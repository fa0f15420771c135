//! Static content API endpoints
//!
//! Serves the embedded editorial content behind the news/events and
//! resources pages.
//!
//! - GET /api/v1/content/news - News items and upcoming events
//! - GET /api/v1/content/resources - Visa and packing guides

use axum::{routing::get, Json, Router};
use serde::Serialize;

use crate::api::middleware::AppState;
use crate::content::{events, news_items, packing_guides, visa_guides, Event, NewsItem, PackingGuide, VisaGuide};

/// News & events payload
#[derive(Debug, Serialize)]
pub struct NewsResponse {
    pub news: &'static [NewsItem],
    pub events: &'static [Event],
}

/// Resources payload
#[derive(Debug, Serialize)]
pub struct ResourcesResponse {
    pub visa_guides: &'static [VisaGuide],
    pub packing_guides: &'static [PackingGuide],
}

/// Build the content router
pub fn router() -> Router<AppState> {
    Router::new()
        .route("/news", get(get_news))
        .route("/resources", get(get_resources))
}

/// GET /api/v1/content/news - News items and events
async fn get_news() -> Json<NewsResponse> {
    Json(NewsResponse {
        news: news_items(),
        events: events(),
    })
}

/// GET /api/v1/content/resources - Resource guides
async fn get_resources() -> Json<ResourcesResponse> {
    Json(ResourcesResponse {
        visa_guides: visa_guides(),
        packing_guides: packing_guides(),
    })
}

----------

◆ YOUR ASSIGNMENT ◆
Your answer must be the lines above from the one containing "use crate::api::middleware::AppState;" to the one containing "Router::new()", both included, restated word for word.

◆ SOLUTION ◆
use crate::api::middleware::AppState;
use crate::content::{events, news_items, packing_guides, visa_guides, Event, NewsItem, PackingGuide, VisaGuide};

/// News & events payload
#[derive(Debug, Serialize)]
pub struct NewsResponse {
    pub news: &'static [NewsItem],
    pub events: &'static [Event],
}

/// Resources payload
#[derive(Debug, Serialize)]
pub struct ResourcesResponse {
    pub visa_guides: &'static [VisaGuide],
    pub packing_guides: &'static [PackingGuide],
}

/// Build the content router
pub fn router() -> Router<AppState> {
    Router::new()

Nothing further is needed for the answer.